NLnetLabs / routinator

An RPKI Validator and RTR server written in Rust
https://nlnetlabs.nl/projects/routing/routinator/
BSD 3-Clause "New" or "Revised" License
465 stars 70 forks source link

`/metrics` responds with 503 during initial validation, consider returning an empty response #563

Closed ties closed 3 years ago

ties commented 3 years ago

As a user I monitor routinator with prometheus. While routinator is starting up it returns a HTTP 503 "Initial validation ongoing. Please wait.". This causes prometheus to think the service is down and sometimes causes an alert that checks for an instance that is down to fire if startup takes too long (or we are unlucky with sampling).

For an instance being down we have an alert on:

name: InstanceDownSlow
  expr: up{slow="true"} == 0
  for: 2m
  labels:
    severity: P1
  annotations:
    description: {{ $labels.instance }} of job {{ $labels.job }} has been down for {{ humanizeDuration $value }}.
    summary: Instance {{ $labels.instance }} down

For liveliness we check that routinator_last_update_done is not too high:

name: RoutinatorNotUpdating
expr: routinator_last_update_done > 1800
labels:
  severity: P2
annotations:
  description: routinator at {{ $labels.instance }} has not updated for {{ humanizeDuration $value }}.
  summary: routinator at {{ $labels.instance }} has not updated for {{ humanizeDuration $value }}.

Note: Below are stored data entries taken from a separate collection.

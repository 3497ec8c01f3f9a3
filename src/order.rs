// New-order payload construction and validation.
//
// The vendor's multi-trip order schema is built around parallel arrays: one
// entry per trip leg in `date`, `interval_id`, and `seat`, where each `seat`
// entry holds one seat string per passenger (comma-joined across physical
// segments). Every structural violation is a distinct, named error carrying
// the leg and passenger index; nothing is silently coerced.

use crate::client::Credentials;
use crate::types::IntervalId;
use chrono::NaiveDate;
use serde::{Deserialize, Serialize};
use std::collections::{BTreeMap, HashMap};
use thiserror::Error;

#[derive(Error, Debug, Clone, PartialEq)]
pub enum OrderError {
    #[error("order has no {0}")]
    EmptyInput(&'static str),

    #[error("{field}: expected {expected} entries, found {found}")]
    ArrayLengthMismatch {
        field: &'static str,
        expected: usize,
        found: usize,
    },

    #[error("leg {leg}, passenger {passenger}: seat string has {found} segment parts, route has {expected}")]
    SegmentCountMismatch {
        leg: usize,
        passenger: usize,
        expected: usize,
        found: usize,
    },

    #[error("passenger {passenger} is missing a name or surname")]
    MissingPassengerData { passenger: usize },

    #[error("a contact phone number is required for this order")]
    MissingContactPhone,

    #[error("passenger {passenger} is missing a birth date")]
    MissingBirthDate { passenger: usize },
}

/// Passenger personal data collected by the booking form.
#[derive(Debug, Clone, Default)]
pub struct OrderPassenger {
    pub name: String,
    pub surname: String,
    pub birth_date: Option<NaiveDate>,
}

/// Final per-leg input to the builder: the leg's metadata flags plus the
/// selections made for it.
#[derive(Debug, Clone)]
pub struct TripOrder {
    pub interval_id: IntervalId,
    pub date: NaiveDate,
    /// Physical segments in the leg; each passenger's seat string must carry
    /// one comma-separated part per segment.
    pub segments: usize,
    /// One seat string per passenger, in passenger order.
    pub seats: Vec<String>,
    /// Discount id per zero-based passenger index.
    pub discounts: HashMap<usize, String>,
    /// Paid-baggage ids per zero-based passenger index.
    pub baggage: HashMap<usize, Vec<String>>,
    pub need_order_data: bool,
    pub need_birth: bool,
}

impl TripOrder {
    pub fn new(interval_id: IntervalId, date: NaiveDate, seats: Vec<String>) -> Self {
        Self {
            interval_id,
            date,
            segments: 1,
            seats,
            discounts: HashMap::new(),
            baggage: HashMap::new(),
            need_order_data: false,
            need_birth: false,
        }
    }
}

/// Everything the builder needs for one submission.
#[derive(Debug, Clone)]
pub struct NewOrderArgs<'a> {
    pub credentials: &'a Credentials,
    pub passengers: &'a [OrderPassenger],
    pub trips: &'a [TripOrder],
    pub phone: Option<String>,
    pub email: Option<String>,
    pub promocode: Option<String>,
    pub currency: String,
    pub lang: String,
}

/// The assembled vendor order request. Optional keys are omitted entirely
/// when empty; the vendor treats an explicit empty field differently from an
/// absent one.
#[derive(Debug, Clone, Serialize, Deserialize, PartialEq)]
pub struct NewOrderPayload {
    pub login: String,
    pub password: String,
    pub date: Vec<String>,
    pub interval_id: Vec<IntervalId>,
    pub seat: Vec<Vec<String>>,
    #[serde(skip_serializing_if = "Option::is_none")]
    pub name: Option<Vec<String>>,
    #[serde(skip_serializing_if = "Option::is_none")]
    pub surname: Option<Vec<String>>,
    #[serde(skip_serializing_if = "Option::is_none")]
    pub birth_date: Option<Vec<String>>,
    /// Per-leg discount map keyed by leg index, then zero-based passenger
    /// index, both as strings (the vendor's XML-derived convention).
    #[serde(skip_serializing_if = "Option::is_none")]
    pub discount_id: Option<BTreeMap<String, BTreeMap<String, String>>>,
    /// Per-leg baggage arrays aligned to passenger index; empty string where
    /// a passenger carries none.
    #[serde(skip_serializing_if = "Option::is_none")]
    pub baggage: Option<BTreeMap<String, Vec<String>>>,
    #[serde(skip_serializing_if = "Option::is_none")]
    pub phone: Option<String>,
    #[serde(skip_serializing_if = "Option::is_none")]
    pub email: Option<String>,
    #[serde(skip_serializing_if = "Option::is_none")]
    pub promocode: Option<String>,
    pub currency: String,
    pub lang: String,
}

/// Assemble a validated order payload, or fail with the first structural or
/// missing-data violation.
pub fn build_new_order(args: &NewOrderArgs<'_>) -> Result<NewOrderPayload, OrderError> {
    if args.trips.is_empty() {
        return Err(OrderError::EmptyInput("trip legs"));
    }
    if args.passengers.is_empty() {
        return Err(OrderError::EmptyInput("passengers"));
    }
    let passengers = args.passengers.len();

    for (leg, trip) in args.trips.iter().enumerate() {
        if trip.seats.len() != passengers {
            return Err(OrderError::ArrayLengthMismatch {
                field: "seat",
                expected: passengers,
                found: trip.seats.len(),
            });
        }
        let segments = trip.segments.max(1);
        for (passenger, seat) in trip.seats.iter().enumerate() {
            let parts = seat.split(',').count();
            if parts != segments {
                return Err(OrderError::SegmentCountMismatch {
                    leg,
                    passenger,
                    expected: segments,
                    found: parts,
                });
            }
        }
    }

    let discount_id = build_discount_map(args.trips);
    let baggage = build_baggage_map(args.trips, passengers);

    let need_order_data = args.trips.iter().any(|t| t.need_order_data);
    let need_birth = args.trips.iter().any(|t| t.need_birth);

    let (name, surname) = if need_order_data {
        for (idx, p) in args.passengers.iter().enumerate() {
            if p.name.trim().is_empty() || p.surname.trim().is_empty() {
                return Err(OrderError::MissingPassengerData { passenger: idx });
            }
        }
        if args.phone.as_deref().map(str::trim).unwrap_or("").is_empty() {
            return Err(OrderError::MissingContactPhone);
        }
        (
            Some(args.passengers.iter().map(|p| p.name.clone()).collect()),
            Some(args.passengers.iter().map(|p| p.surname.clone()).collect()),
        )
    } else {
        (None, None)
    };

    let birth_date = if need_birth {
        let mut dates = Vec::with_capacity(passengers);
        for (idx, p) in args.passengers.iter().enumerate() {
            match p.birth_date {
                Some(d) => dates.push(d.format("%Y-%m-%d").to_string()),
                None => return Err(OrderError::MissingBirthDate { passenger: idx }),
            }
        }
        Some(dates)
    } else {
        None
    };

    let payload = NewOrderPayload {
        login: args.credentials.login.clone(),
        password: args.credentials.password.clone(),
        date: args
            .trips
            .iter()
            .map(|t| t.date.format("%Y-%m-%d").to_string())
            .collect(),
        interval_id: args.trips.iter().map(|t| t.interval_id.clone()).collect(),
        seat: args.trips.iter().map(|t| t.seats.clone()).collect(),
        name,
        surname,
        birth_date,
        discount_id,
        baggage,
        phone: args.phone.clone().filter(|p| !p.trim().is_empty()),
        email: args.email.clone().filter(|e| !e.trim().is_empty()),
        promocode: args.promocode.clone().filter(|p| !p.trim().is_empty()),
        currency: args.currency.clone(),
        lang: args.lang.clone(),
    };

    // Independent re-check before handing the payload back; catches builder
    // regressions before they reach the vendor.
    validate_new_order_payload(&payload)?;
    Ok(payload)
}

/// Discount map only covers legs with at least one passenger-level discount;
/// the field is omitted entirely when no leg has any.
fn build_discount_map(
    trips: &[TripOrder],
) -> Option<BTreeMap<String, BTreeMap<String, String>>> {
    let mut map = BTreeMap::new();
    for (leg, trip) in trips.iter().enumerate() {
        if trip.discounts.is_empty() {
            continue;
        }
        let per_passenger: BTreeMap<String, String> = trip
            .discounts
            .iter()
            .map(|(idx, id)| (idx.to_string(), id.clone()))
            .collect();
        map.insert(leg.to_string(), per_passenger);
    }
    if map.is_empty() {
        None
    } else {
        Some(map)
    }
}

/// Baggage arrays stay aligned to passenger index: missing entries are padded
/// with an empty string, never skipped.
fn build_baggage_map(trips: &[TripOrder], passengers: usize) -> Option<BTreeMap<String, Vec<String>>> {
    let mut map = BTreeMap::new();
    for (leg, trip) in trips.iter().enumerate() {
        if trip.baggage.values().all(|ids| ids.is_empty()) {
            continue;
        }
        let entries: Vec<String> = (0..passengers)
            .map(|idx| {
                trip.baggage
                    .get(&idx)
                    .map(|ids| ids.join(","))
                    .unwrap_or_default()
            })
            .collect();
        map.insert(leg.to_string(), entries);
    }
    if map.is_empty() {
        None
    } else {
        Some(map)
    }
}

/// Defense-in-depth structural check, run again right before submission.
pub fn validate_new_order_payload(payload: &NewOrderPayload) -> Result<(), OrderError> {
    let legs = payload.date.len();
    if legs == 0 {
        return Err(OrderError::EmptyInput("trip legs"));
    }
    if payload.interval_id.len() != legs {
        return Err(OrderError::ArrayLengthMismatch {
            field: "interval_id",
            expected: legs,
            found: payload.interval_id.len(),
        });
    }
    if payload.seat.len() != legs {
        return Err(OrderError::ArrayLengthMismatch {
            field: "seat",
            expected: legs,
            found: payload.seat.len(),
        });
    }

    let passengers = payload.seat.first().map(Vec::len).unwrap_or(0);
    if passengers == 0 {
        return Err(OrderError::EmptyInput("passengers"));
    }
    for entry in &payload.seat {
        if entry.len() != passengers {
            return Err(OrderError::ArrayLengthMismatch {
                field: "seat",
                expected: passengers,
                found: entry.len(),
            });
        }
    }

    for (field, value) in [
        ("name", &payload.name),
        ("surname", &payload.surname),
        ("birth_date", &payload.birth_date),
    ] {
        if let Some(v) = value {
            if v.len() != passengers {
                return Err(OrderError::ArrayLengthMismatch {
                    field,
                    expected: passengers,
                    found: v.len(),
                });
            }
        }
    }

    if let Some(baggage) = &payload.baggage {
        for entries in baggage.values() {
            if entries.len() != passengers {
                return Err(OrderError::ArrayLengthMismatch {
                    field: "baggage",
                    expected: passengers,
                    found: entries.len(),
                });
            }
        }
    }

    Ok(())
}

It would be better for us if:

This would make it harder to alert for liveliness. For liveliness I would generally prefer a timestamp of the last validation:

# from octorpki
# HELP last_validation Timestamp of last validation.
# TYPE last_validation gauge
last_validation 1.621589039e+09

This can be initialised to 0 - you can just ignore the alert for a few minutes. This would result in an alert like:

name: RoutinatorNotUpdating
expr: time() - routinator_last_validation > 1200
for: 10m
labels:
  severity: P2
annotations:
  description: routinator at {{ $labels.instance }} has not validated for 30m.
  summary: routinator at {{ $labels.instance }} has not validated for 30m.
partim commented 3 years ago

To be fair, the service is down during that phase. RTR will not work nor will any of the HTTP endpoints produce anything other than a 503 (with the exception of /version, I guess). So, this may actually be a feature: something did go wrong if Routinator restarts and you might want to investigate.

ties commented 3 years ago

Fair point 👍.

In that case I will differentiate the alerts to accept a longer downtime for routinator.